## Input
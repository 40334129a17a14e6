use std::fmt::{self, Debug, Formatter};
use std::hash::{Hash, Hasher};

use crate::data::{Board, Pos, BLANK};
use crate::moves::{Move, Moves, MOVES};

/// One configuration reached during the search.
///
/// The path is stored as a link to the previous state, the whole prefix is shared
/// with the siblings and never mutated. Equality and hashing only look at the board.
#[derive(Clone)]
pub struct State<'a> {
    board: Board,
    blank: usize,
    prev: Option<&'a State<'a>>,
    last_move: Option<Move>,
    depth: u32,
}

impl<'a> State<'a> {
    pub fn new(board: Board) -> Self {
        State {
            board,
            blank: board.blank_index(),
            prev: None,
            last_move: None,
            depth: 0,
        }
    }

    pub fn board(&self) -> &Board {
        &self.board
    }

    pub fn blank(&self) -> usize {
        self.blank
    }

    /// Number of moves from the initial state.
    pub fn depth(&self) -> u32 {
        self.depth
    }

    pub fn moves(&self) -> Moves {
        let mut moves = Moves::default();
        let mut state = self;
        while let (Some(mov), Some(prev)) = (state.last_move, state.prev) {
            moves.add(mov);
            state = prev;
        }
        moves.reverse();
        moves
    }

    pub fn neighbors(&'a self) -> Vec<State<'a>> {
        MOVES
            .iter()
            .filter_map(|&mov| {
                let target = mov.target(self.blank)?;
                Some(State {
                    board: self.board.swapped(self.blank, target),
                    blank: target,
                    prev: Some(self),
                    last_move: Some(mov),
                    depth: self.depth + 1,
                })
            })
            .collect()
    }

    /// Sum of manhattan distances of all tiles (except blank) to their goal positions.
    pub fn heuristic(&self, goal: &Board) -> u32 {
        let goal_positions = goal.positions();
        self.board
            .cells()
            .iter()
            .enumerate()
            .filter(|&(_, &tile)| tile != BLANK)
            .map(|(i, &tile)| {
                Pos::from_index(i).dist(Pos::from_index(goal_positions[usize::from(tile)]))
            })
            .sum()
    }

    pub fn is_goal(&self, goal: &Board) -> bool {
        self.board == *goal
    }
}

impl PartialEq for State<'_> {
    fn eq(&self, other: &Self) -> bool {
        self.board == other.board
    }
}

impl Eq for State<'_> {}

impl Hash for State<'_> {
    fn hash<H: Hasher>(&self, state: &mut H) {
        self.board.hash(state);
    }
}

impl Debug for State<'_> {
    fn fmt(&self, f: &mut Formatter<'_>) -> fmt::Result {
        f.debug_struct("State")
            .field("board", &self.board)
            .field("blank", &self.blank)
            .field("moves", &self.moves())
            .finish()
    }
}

---

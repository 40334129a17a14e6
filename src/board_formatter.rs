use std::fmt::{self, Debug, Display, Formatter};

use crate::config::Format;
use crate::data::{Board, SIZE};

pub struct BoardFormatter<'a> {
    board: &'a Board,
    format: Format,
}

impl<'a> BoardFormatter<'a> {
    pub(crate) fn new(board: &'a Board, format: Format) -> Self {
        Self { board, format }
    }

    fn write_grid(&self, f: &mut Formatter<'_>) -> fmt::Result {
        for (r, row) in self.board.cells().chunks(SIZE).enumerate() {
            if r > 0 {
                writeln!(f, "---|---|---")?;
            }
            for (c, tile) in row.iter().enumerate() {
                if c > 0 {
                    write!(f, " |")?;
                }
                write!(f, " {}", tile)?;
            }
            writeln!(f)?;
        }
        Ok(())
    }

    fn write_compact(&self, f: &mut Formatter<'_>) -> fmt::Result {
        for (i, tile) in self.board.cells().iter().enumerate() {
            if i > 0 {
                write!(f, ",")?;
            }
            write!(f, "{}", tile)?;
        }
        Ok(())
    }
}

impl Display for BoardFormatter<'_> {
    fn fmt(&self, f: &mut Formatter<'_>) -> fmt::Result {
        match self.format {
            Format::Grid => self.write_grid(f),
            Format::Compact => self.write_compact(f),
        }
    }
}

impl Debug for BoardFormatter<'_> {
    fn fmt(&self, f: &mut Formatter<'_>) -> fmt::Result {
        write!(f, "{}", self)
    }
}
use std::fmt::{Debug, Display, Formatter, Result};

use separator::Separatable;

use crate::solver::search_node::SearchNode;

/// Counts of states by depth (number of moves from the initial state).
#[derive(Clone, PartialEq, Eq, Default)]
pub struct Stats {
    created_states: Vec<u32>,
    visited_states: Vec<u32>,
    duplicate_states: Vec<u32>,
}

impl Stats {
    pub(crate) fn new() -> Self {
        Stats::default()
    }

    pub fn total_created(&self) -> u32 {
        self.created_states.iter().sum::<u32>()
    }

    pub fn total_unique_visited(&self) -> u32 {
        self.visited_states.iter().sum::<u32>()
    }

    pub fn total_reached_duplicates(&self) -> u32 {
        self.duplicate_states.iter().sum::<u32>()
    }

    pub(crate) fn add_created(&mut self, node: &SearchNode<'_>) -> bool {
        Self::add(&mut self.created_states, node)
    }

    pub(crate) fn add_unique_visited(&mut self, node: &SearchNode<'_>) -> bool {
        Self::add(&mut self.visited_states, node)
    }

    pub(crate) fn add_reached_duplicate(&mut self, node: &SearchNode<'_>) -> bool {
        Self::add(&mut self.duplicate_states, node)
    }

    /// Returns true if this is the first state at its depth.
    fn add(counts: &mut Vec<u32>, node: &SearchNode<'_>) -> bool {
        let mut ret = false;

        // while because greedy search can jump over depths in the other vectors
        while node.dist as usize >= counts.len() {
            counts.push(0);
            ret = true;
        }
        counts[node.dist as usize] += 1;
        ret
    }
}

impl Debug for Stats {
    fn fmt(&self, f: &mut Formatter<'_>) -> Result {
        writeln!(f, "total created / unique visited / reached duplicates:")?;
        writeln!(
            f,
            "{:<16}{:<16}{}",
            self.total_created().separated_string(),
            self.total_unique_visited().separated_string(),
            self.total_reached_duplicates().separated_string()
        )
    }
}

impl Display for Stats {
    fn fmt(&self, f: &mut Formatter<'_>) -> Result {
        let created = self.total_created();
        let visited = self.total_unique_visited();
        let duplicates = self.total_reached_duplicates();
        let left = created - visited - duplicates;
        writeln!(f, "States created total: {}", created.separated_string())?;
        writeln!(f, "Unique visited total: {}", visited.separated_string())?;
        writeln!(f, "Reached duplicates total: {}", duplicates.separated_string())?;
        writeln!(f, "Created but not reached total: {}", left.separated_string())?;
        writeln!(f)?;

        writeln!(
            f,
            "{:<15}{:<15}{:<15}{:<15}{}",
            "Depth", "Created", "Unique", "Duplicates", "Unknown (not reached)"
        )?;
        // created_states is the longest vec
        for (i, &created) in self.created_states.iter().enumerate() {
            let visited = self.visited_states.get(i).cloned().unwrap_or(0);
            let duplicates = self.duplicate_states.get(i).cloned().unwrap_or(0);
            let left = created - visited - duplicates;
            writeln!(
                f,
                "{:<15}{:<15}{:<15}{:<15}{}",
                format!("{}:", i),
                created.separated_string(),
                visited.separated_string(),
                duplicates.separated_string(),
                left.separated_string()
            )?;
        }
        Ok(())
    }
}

## What to work on
Would you copy out each line of the records above where the word "Hasher" occurs?

## Response area
use std::hash::{Hash, Hasher};
    fn hash<H: Hasher>(&self, state: &mut H) {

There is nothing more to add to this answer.